Transcribe the listing below from its opening line up to and including the line that contains "#[sea_orm(primary_key, auto_increment = false)]"; reproduce nothing else.

*** Opening of RECORD EXTRACTS ***

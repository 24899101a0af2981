//! Domain types shared across the Cierre CRM services.
//!
//! This crate contains only pure types with no framework dependencies.
//! Import in `usecase/` and `domain/` layers; never in `infra/` or `handlers/`.

pub mod currency;
pub mod level;
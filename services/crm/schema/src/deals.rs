use sea_orm::entity::prelude::*;

/// Deal owned by a user. Amounts are carried in both currencies as
/// `NUMERIC`; `currency` records which one was entered. Visibility is
/// derived from the owning user, never stored here.
#[derive(Clone, Debug, PartialEq, Eq, DeriveEntityModel)]
#[sea_orm(table_name = "deals")]
pub struct Model {
    #[sea_orm(primary_key, auto_increment = false)]
    pub id: Uuid,
    #[sea_orm(indexed)]
    pub user_id: Uuid,
    #[sea_orm(indexed)]
    pub company_id: Uuid,
    pub contact_id: Option<Uuid>,
    pub stage_id: Uuid,
    pub title: String,
    pub currency: String,
    pub amount_usd: rust_decimal::Decimal,
    pub amount_ars: rust_decimal::Decimal,
    pub probability: i16,
    pub expected_close_date: Option<chrono::NaiveDate>,
    pub closed_at: Option<chrono::DateTime<chrono::Utc>>,
    pub created_at: chrono::DateTime<chrono::Utc>,
    pub updated_at: chrono::DateTime<chrono::Utc>,
}

#[derive(Copy, Clone, Debug, EnumIter, DeriveRelation)]
pub enum Relation {
    #[sea_orm(
        belongs_to = "super::users::Entity",
        from = "Column::UserId",
        to = "super::users::Column::Id",
        on_delete = "Cascade"
    )]
    User,
    #[sea_orm(
        belongs_to = "super::companies::Entity",
        from = "Column::CompanyId",
        to = "super::companies::Column::Id"
    )]
    Company,
    #[sea_orm(
        belongs_to = "super::contacts::Entity",
        from = "Column::ContactId",
        to = "super::contacts::Column::Id"
    )]
    Contact,
    #[sea_orm(
        belongs_to = "super::deal_stages::Entity",
        from = "Column::StageId",
        to = "super::deal_stages::Column::Id"
    )]
    Stage,
}

impl Related<super::users::Entity> for Entity {
    fn to() -> RelationDef {
        Relation::User.def()
    }
}

impl Related<super::companies::Entity> for Entity {
    fn to() -> RelationDef {
        Relation::Company.def()
    }
}

impl Related<super::contacts::Entity> for Entity {
    fn to() -> RelationDef {
        Relation::Contact.def()
    }
}

impl Related<super::deal_stages::Entity> for Entity {
    fn to() -> RelationDef {
        Relation::Stage.def()
    }
}

impl ActiveModelBehavior for ActiveModel {}
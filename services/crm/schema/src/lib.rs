//! sea-orm entities for the CRM service, one module per table.

pub mod branding_settings;
pub mod companies;
pub mod contact_access_requests;
pub mod contacts;
pub mod deal_stages;
pub mod deals;
pub mod exchange_rates;
pub mod teams;
pub mod users;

*** Close of RECORD EXTRACTS ***

#### [ANSWER]
repository 24899101a0af2981
//! Domain types shared across the Cierre CRM services.
//!
//! This crate contains only pure types with no framework dependencies.
//! Import in `usecase/` and `domain/` layers; never in `infra/` or `handlers/`.

pub mod currency;
pub mod level;
filename services/crm/schema/src/deals.rs
use sea_orm::entity::prelude::*;

/// Deal owned by a user. Amounts are carried in both currencies as
/// `NUMERIC`; `currency` records which one was entered. Visibility is
/// derived from the owning user, never stored here.
#[derive(Clone, Debug, PartialEq, Eq, DeriveEntityModel)]
#[sea_orm(table_name = "deals")]
pub struct Model {
    #[sea_orm(primary_key, auto_increment = false)]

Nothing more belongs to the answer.